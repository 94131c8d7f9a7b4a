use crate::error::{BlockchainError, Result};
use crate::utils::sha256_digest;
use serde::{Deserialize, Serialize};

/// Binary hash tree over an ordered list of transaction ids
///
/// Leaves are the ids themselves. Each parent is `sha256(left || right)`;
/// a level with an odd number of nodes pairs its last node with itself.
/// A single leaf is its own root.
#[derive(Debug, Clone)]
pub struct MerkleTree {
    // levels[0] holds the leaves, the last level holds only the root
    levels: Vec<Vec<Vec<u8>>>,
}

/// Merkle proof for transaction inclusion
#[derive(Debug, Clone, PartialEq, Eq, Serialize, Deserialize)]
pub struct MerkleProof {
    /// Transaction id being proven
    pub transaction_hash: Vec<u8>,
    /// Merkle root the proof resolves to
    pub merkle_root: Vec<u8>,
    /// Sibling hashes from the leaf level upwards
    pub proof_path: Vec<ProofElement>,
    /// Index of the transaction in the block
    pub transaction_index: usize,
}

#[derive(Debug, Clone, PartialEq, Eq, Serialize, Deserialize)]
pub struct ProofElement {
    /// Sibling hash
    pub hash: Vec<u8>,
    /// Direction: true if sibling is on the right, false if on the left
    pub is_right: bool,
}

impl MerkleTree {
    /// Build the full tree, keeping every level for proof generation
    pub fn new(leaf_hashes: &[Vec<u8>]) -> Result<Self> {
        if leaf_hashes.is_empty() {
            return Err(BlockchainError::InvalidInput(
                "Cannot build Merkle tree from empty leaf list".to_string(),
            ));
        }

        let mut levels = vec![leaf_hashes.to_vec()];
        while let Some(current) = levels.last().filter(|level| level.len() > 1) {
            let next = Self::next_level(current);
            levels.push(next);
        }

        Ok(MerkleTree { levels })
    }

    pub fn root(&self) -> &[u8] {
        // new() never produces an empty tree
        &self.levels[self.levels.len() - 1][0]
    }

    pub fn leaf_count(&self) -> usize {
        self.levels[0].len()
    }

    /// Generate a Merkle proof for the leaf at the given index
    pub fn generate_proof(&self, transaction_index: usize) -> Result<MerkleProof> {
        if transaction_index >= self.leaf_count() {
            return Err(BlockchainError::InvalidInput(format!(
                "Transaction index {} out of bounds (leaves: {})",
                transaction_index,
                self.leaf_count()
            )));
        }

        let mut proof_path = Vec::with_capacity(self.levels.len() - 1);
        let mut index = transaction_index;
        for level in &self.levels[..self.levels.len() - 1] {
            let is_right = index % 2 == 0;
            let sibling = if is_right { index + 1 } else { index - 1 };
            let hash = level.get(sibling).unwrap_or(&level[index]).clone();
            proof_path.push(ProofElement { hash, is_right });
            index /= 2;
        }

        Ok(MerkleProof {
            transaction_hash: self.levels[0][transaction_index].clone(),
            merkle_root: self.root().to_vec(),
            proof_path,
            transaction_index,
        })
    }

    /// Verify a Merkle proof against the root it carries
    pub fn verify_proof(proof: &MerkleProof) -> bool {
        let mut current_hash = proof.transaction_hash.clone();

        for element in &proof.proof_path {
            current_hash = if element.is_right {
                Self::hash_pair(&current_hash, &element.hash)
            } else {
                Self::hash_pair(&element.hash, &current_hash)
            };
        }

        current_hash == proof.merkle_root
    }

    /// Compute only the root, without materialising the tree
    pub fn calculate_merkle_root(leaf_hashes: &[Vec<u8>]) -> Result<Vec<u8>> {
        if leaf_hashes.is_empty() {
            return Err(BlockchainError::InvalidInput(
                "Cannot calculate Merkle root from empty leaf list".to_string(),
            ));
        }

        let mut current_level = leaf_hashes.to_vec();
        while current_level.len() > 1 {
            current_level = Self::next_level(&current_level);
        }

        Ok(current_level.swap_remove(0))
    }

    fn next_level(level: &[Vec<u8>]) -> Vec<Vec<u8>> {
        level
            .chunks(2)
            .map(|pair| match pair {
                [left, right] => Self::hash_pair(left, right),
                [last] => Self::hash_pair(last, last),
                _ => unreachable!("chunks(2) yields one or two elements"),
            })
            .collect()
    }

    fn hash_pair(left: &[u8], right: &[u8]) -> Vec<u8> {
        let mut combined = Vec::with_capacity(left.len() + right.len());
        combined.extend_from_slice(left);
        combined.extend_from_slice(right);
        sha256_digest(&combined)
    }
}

* Assigned task:
Every line above must be reproduced exactly as it stands.

* Answer to this exercise:
repository 94131c8d7f9a7b4a
use crate::error::{BlockchainError, Result};
use crate::utils::sha256_digest;
use serde::{Deserialize, Serialize};

/// Binary hash tree over an ordered list of transaction ids
///
/// Leaves are the ids themselves. Each parent is `sha256(left || right)`;
/// a level with an odd number of nodes pairs its last node with itself.
/// A single leaf is its own root.
#[derive(Debug, Clone)]
pub struct MerkleTree {
    // levels[0] holds the leaves, the last level holds only the root
    levels: Vec<Vec<Vec<u8>>>,
}

/// Merkle proof for transaction inclusion
#[derive(Debug, Clone, PartialEq, Eq, Serialize, Deserialize)]
pub struct MerkleProof {
    /// Transaction id being proven
    pub transaction_hash: Vec<u8>,
    /// Merkle root the proof resolves to
    pub merkle_root: Vec<u8>,
    /// Sibling hashes from the leaf level upwards
    pub proof_path: Vec<ProofElement>,
    /// Index of the transaction in the block
    pub transaction_index: usize,
}

#[derive(Debug, Clone, PartialEq, Eq, Serialize, Deserialize)]
pub struct ProofElement {
    /// Sibling hash
    pub hash: Vec<u8>,
    /// Direction: true if sibling is on the right, false if on the left
    pub is_right: bool,
}

impl MerkleTree {
    /// Build the full tree, keeping every level for proof generation
    pub fn new(leaf_hashes: &[Vec<u8>]) -> Result<Self> {
        if leaf_hashes.is_empty() {
            return Err(BlockchainError::InvalidInput(
                "Cannot build Merkle tree from empty leaf list".to_string(),
            ));
        }

        let mut levels = vec![leaf_hashes.to_vec()];
        while let Some(current) = levels.last().filter(|level| level.len() > 1) {
            let next = Self::next_level(current);
            levels.push(next);
        }

        Ok(MerkleTree { levels })
    }

    pub fn root(&self) -> &[u8] {
        // new() never produces an empty tree
        &self.levels[self.levels.len() - 1][0]
    }

    pub fn leaf_count(&self) -> usize {
        self.levels[0].len()
    }

    /// Generate a Merkle proof for the leaf at the given index
    pub fn generate_proof(&self, transaction_index: usize) -> Result<MerkleProof> {
        if transaction_index >= self.leaf_count() {
            return Err(BlockchainError::InvalidInput(format!(
                "Transaction index {} out of bounds (leaves: {})",
                transaction_index,
                self.leaf_count()
            )));
        }

        let mut proof_path = Vec::with_capacity(self.levels.len() - 1);
        let mut index = transaction_index;
        for level in &self.levels[..self.levels.len() - 1] {
            let is_right = index % 2 == 0;
            let sibling = if is_right { index + 1 } else { index - 1 };
            let hash = level.get(sibling).unwrap_or(&level[index]).clone();
            proof_path.push(ProofElement { hash, is_right });
            index /= 2;
        }

        Ok(MerkleProof {
            transaction_hash: self.levels[0][transaction_index].clone(),
            merkle_root: self.root().to_vec(),
            proof_path,
            transaction_index,
        })
    }

    /// Verify a Merkle proof against the root it carries
    pub fn verify_proof(proof: &MerkleProof) -> bool {
        let mut current_hash = proof.transaction_hash.clone();

        for element in &proof.proof_path {
            current_hash = if element.is_right {
                Self::hash_pair(&current_hash, &element.hash)
            } else {
                Self::hash_pair(&element.hash, &current_hash)
            };
        }

        current_hash == proof.merkle_root
    }

    /// Compute only the root, without materialising the tree
    pub fn calculate_merkle_root(leaf_hashes: &[Vec<u8>]) -> Result<Vec<u8>> {
        if leaf_hashes.is_empty() {
            return Err(BlockchainError::InvalidInput(
                "Cannot calculate Merkle root from empty leaf list".to_string(),
            ));
        }

        let mut current_level = leaf_hashes.to_vec();
        while current_level.len() > 1 {
            current_level = Self::next_level(&current_level);
        }

        Ok(current_level.swap_remove(0))
    }

    fn next_level(level: &[Vec<u8>]) -> Vec<Vec<u8>> {
        level
            .chunks(2)
            .map(|pair| match pair {
                [left, right] => Self::hash_pair(left, right),
                [last] => Self::hash_pair(last, last),
                _ => unreachable!("chunks(2) yields one or two elements"),
            })
            .collect()
    }

    fn hash_pair(left: &[u8], right: &[u8]) -> Vec<u8> {
        let mut combined = Vec::with_capacity(left.len() + right.len());
        combined.extend_from_slice(left);
        combined.extend_from_slice(right);
        sha256_digest(&combined)
    }
}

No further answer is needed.